And now creamy, eerie yellows seem to be coming to the fore…
It’s a van Gogh palette of sickening colours! Anything that’s nauseating is good, because sometimes, if I feel like my paintings are verging on the quaint, I want to undo it. I’m like: “No! Vomit!” 

At London’s the Perimeter last year, viewers will have seen your Immigration Men; figures standing with their personal affairs laid out on a table in front of them. It’s a composition you return to again and again. Are they political?
I was interested in having both a sense of outer perception and an inner self-portrait. It’s about another threshold: that feeling that I still have – coming from one part of the world into this, the English-speaking world, or Europe, or whatever – that those two things are sometimes at war with each other. I guess I want the viewer to become the immigration officer and decide who should be let in – and why.
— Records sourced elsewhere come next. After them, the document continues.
use std::cell::Cell;

use bytes::Bytes;

use tether_protocol::{pack_message, EventType, Value, MAX_SEQUENCE_ID};
use tether_std::errors::RemoteError;

thread_local! {
    static SEQUENCE: Cell<u16> = const { Cell::new(0) };
}

/// Per-producer cycling sequence allocator. Values cycle through
/// `[0, 65534]`; uniqueness only matters among live requests on a single
/// connection, so producers never coordinate.
pub fn next_sequence_id() -> u16 {
    SEQUENCE.with(|cell| {
        let id = cell.get();
        cell.set((id + 1) % MAX_SEQUENCE_ID);
        id
    })
}

#[derive(Debug, Clone)]
pub struct Request {
    method: String,
    parameters: Vec<Value>,
    sequence_number: u16,
}

impl Request {
    /// Parameters are expected to be bound and coerced already.
    pub fn new(method: impl Into<String>, parameters: Vec<Value>) -> Self {
        Self {
            method: method.into(),
            parameters,
            sequence_number: next_sequence_id(),
        }
    }

    pub fn sequence_number(&self) -> u16 {
        self.sequence_number
    }

    pub fn method(&self) -> &str {
        &self.method
    }

    pub fn parameters(&self) -> &[Value] {
        &self.parameters
    }

    /// Frame this request as `[method, parameters]`.
    pub fn pack(&self) -> Result<Bytes, RemoteError> {
        let body = Value::Array(vec![
            Value::Str(self.method.clone()),
            Value::Array(self.parameters.clone()),
        ]);
        pack_message(self.sequence_number, EventType::Request, Ok(&body))
    }
}
//! Calls the built-in hello-world module on a local server:
//!
//! ```bash
//! tether-server --module hello-world --port 10050
//! cargo run --example hello
//! ```

use anyhow::Result;
use tether::{Client, ClientConfig};
use tether_protocol::Value;

#[tokio::main]
async fn main() -> Result<()> {
    let client = Client::new(ClientConfig::default());

    let greeting = client.dispatch("hello_world_sync", vec![]).await?;
    println!("sync: {greeting:?}");

    let greeting = client
        .dispatch("hello_world_async", vec![Value::Int(0)])
        .await?;
    println!("async: {greeting:?}");

    let greeting = client.dispatch("hello_world_thread", vec![]).await?;
    println!("thread: {greeting:?}");

    Ok(())
}
use clap::Parser;
use log::{error, info};

use tether_protocol::Registry;
use tether_server::args::ServerConfig;
use tether_server::modules;
use tether_server::server::Server;
use tether_server::supervisor::{set_process_title, Supervisor, WORKER_ENV};

#[derive(Parser, Debug)]
#[command(name = "tether-server", about = "Length-framed RPC server", version)]
struct Cli {
    /// Declare module to register.
    #[arg(long)]
    module: String,

    #[command(flatten)]
    config: ServerConfig,
}

#[tokio::main]
async fn main() {
    let cli = Cli::parse();
    env_logger::Builder::new()
        .filter_level(cli.config.log_level)
        .init();

    let Some(registry) = modules::load(&cli.module) else {
        eprintln!(
            "unknown module '{}', available: {}",
            cli.module,
            modules::names().join(", ")
        );
        std::process::exit(2);
    };

    if std::env::var_os(WORKER_ENV).is_some() {
        run_worker(cli, registry).await;
        return;
    }

    info!("start server on {}:{}", cli.config.host, cli.config.port);
    info!("load module '{}'", cli.module);
    let mut names: Vec<&str> = registry.names().collect();
    names.sort_unstable();
    for name in names {
        info!("  - {name}");
    }

    let title = cli.config.process_title();
    let supervisor = Supervisor::new(cli.config.worker_memory_limit, title);
    if let Err(err) = supervisor.start(cli.config.process).await {
        error!("supervisor failed: {err}");
        std::process::exit(1);
    }
}

async fn run_worker(cli: Cli, registry: Registry) {
    set_process_title(cli.config.process_title().as_deref(), false);

    let server = Server::new(cli.config, registry);
    let listener = match server.listen() {
        Ok(listener) => listener,
        Err(err) => {
            error!("bind failed: {err}");
            std::process::exit(1);
        }
    };
    if let Err(err) = server.serve(listener).await {
        error!("worker [{}] got uncaught error {err}", std::process::id());
        std::process::exit(1);
    }
}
Apparently, your “intimate paintings are a salve for our isolated times”. Would you agree?
No! I would never think of my paintings as salves. I mean, a painting could be a salve for me, maybe, when it’s not driving me insane. But: no!

The Dressing Table, 2021,
The Dressing Table, 2021, © Salman Toor, courtesy of the artist and Luhring Augustine, New York. Photograph: Farzad Owrang
The Loved Ones, 2022
The Loved Ones, 2022 © Salman Toor, courtesy of the artist and Luhring Augustine, New York. Photograph: Farzad Owrang

Figurative painting is back in fashion, but for a while it wasn’t. Did you feel like you were against the current? 
Completely. When I graduated from Ohio and moved to New York, there were only a few artists doing it. But I guess, with the culture changing, from 9/11 all the way to BLM and Gen Z, personal stories have become so much more important. Also, with the rise of social media, everyone has to speak for themselves. Those stories, frankly, have changed the conversation in a way that I never thought it could be changed. That is incredible. 

Do you think this change is here for good? 
Oh, no, no, no, no…! It’s gonna go away. But I’m really enjoying it right now – thanks!
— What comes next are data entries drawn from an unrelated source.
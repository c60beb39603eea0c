use std::collections::VecDeque;
use std::io::{self, Read, Write};
use std::net::{TcpStream, ToSocketAddrs};
use std::sync::Mutex;
use std::time::Duration;

use socket2::SockRef;
use tracing::debug;

use tether_protocol::{decode_header, unpack_payload, EventType, Value, HEADER_SIZE};
use tether_std::errors::{RemoteError, Result, TetherError};

use crate::config::ClientConfig;
use crate::request::Request;

pub(crate) const CONNECT_TIMEOUT: Duration = Duration::from_secs(30);

/// A bounded queue of blocking connections. One request is in flight per
/// connection at a time, so correlation is implicit.
pub struct BlockingPool {
    config: ClientConfig,
    idle: Mutex<VecDeque<TcpStream>>,
}

impl BlockingPool {
    /// Opens the first connection eagerly so a dead endpoint surfaces here
    /// rather than on the first dispatch.
    pub fn new(config: ClientConfig) -> Result<Self> {
        let pool = Self {
            idle: Mutex::new(VecDeque::new()),
            config,
        };
        let conn = pool.connect()?;
        pool.idle.lock().unwrap().push_back(conn);
        Ok(pool)
    }

    fn connect(&self) -> Result<TcpStream> {
        let addr = (self.config.host.as_str(), self.config.port)
            .to_socket_addrs()?
            .next()
            .ok_or_else(|| {
                io::Error::new(io::ErrorKind::NotFound, "no address resolved")
            })?;

        let stream = TcpStream::connect_timeout(&addr, CONNECT_TIMEOUT)?;
        stream.set_nodelay(true)?;
        SockRef::from(&stream).set_keepalive(true)?;
        stream.set_read_timeout(self.config.io_timeout())?;
        stream.set_write_timeout(self.config.io_timeout())?;
        Ok(stream)
    }

    /// Send one request and wait for its response. Healthy connections go
    /// back to the queue; transport failures close them.
    pub fn dispatch_request(&self, request: &Request) -> Result<Value> {
        let mut conn = match self.idle.lock().unwrap().pop_front() {
            Some(conn) => conn,
            None => self.connect()?,
        };

        match Self::roundtrip(&mut conn, request) {
            Ok(outcome) => {
                let mut idle = self.idle.lock().unwrap();
                if idle.len() < self.config.pool_size as usize {
                    idle.push_back(conn);
                }
                outcome.map_err(TetherError::from)
            }
            Err(err) => {
                debug!(error = %err, "closing connection after transport failure");
                drop(conn);
                Err(err)
            }
        }
    }

    /// Outer `Err` means the connection is unusable; inner `Err` is an
    /// application error carried in a well-formed response.
    fn roundtrip(
        conn: &mut TcpStream,
        request: &Request,
    ) -> Result<Result<Value, RemoteError>> {
        conn.write_all(&request.pack()?)?;

        let mut raw = [0u8; HEADER_SIZE];
        conn.read_exact(&mut raw).map_err(eof_to_lost)?;
        let header = decode_header(&raw)?;
        if header.event_type != EventType::Response as u8 {
            return Err(RemoteError::Frame(format!(
                "expect response, got event type {}",
                header.event_type
            ))
            .into());
        }

        let mut body = vec![0u8; header.payload_size as usize];
        conn.read_exact(&mut body).map_err(eof_to_lost)?;
        let value = unpack_payload(header.compress_flag, &body)?;

        if header.errno != 0 {
            let message = match value {
                Value::Str(message) => message,
                other => format!("{other:?}"),
            };
            return Ok(Err(RemoteError::from_wire(header.errno, message)));
        }
        Ok(Ok(value))
    }
}

fn eof_to_lost(err: io::Error) -> TetherError {
    if err.kind() == io::ErrorKind::UnexpectedEof {
        TetherError::ConnectionLost
    } else {
        err.into()
    }
}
Is your latest museum show, at M Woods, a culmination?
It’s a continuation. I have been thinking of doing things like video, so we might see something like that. And I am finishing a graphic novel that I started with a friend seven years ago. I like the medium of painting, but the stories in the painting are equally important to me.

The title of your hit show at the Whitney stole from a Whitney Houston song. Should all exhibition titles be taken from Whitney songs?
No! I had a show in New York called Time after Time, and then I used a Sade title for my show at the Baltimore Museum: No Ordinary Love. I’ve done Sade, I’ve done Whitney… Maybe I should do Mariah? Actually, for the Chinese show they wanted me to do another song title, and I said: I’m done. So it’s just called New Paintings and Drawings.

Why the song titles though?
Lightness. The works do have to do with queerness and immigration and race, and I just didn’t want to drown them with heaviness.

The Reader, 2022
The Reader, 2022 © Salman Toor, courtesy of the artist and Luhring Augustine, New York. Photograph: Farzad Owrang
Cab, 2022
Cab, 2022 © Salman Toor, courtesy of the artist and Luhring Augustine, New York. Photograph: Farzad Owrang

Another feature of your work is your love of things – stocked dressing tables, buckled shoes, candlesticks and so on. Are you fond of arty clutter?
I am an aspirational minimalist, and I fail at it, but I keep trying. I’m a hoarder, but I like to organise. I actually cleaned last night, and I’m in a very organised apartment right now – it’s just giving me shivers of pleasure to walk around it.

How do you know if a painting has worked?
Ah – that’s simple. I have to refrain from taking a picture of it when a session is over – which takes six to seven hours, at least, because it takes me three hours to just control myself. After that, if I’m into it, I’m like: “I’m just gonna live here, I’m gonna die here in front of it, this is my life! I have nothing else to do.” But I don’t photograph it. When I come in the next day, I sit in front of it, I open my eyes – and I know.  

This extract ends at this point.